(Stored data entries)
Segment Open

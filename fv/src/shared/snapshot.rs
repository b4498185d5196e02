//! Wire-level configuration snapshot

use serde::{Deserialize, Serialize};

use super::values::{PollInterval, Volume};

/// Point-in-time copy of the configuration sent to control clients
///
/// Serializes as `{"interval": <ms>, "volume": <percent>}`.
#[derive(Debug, Clone, Copy, PartialEq, Eq, Serialize, Deserialize)]
pub struct ConfigSnapshot {
    /// Poll interval in milliseconds
    pub interval: u64,
    /// Volume in whole percent
    pub volume: u8,
}

impl ConfigSnapshot {
    pub fn new(interval: PollInterval, volume: Volume) -> Self {
        Self {
            interval: interval.millis(),
            volume: volume.percent(),
        }
    }
}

Segment Closed

* [Requirement]:
Go through the records and show every line with the string "PollInterval" in it.

* [The answer]:
use super::values::{PollInterval, Volume};
    pub fn new(interval: PollInterval, volume: Volume) -> Self {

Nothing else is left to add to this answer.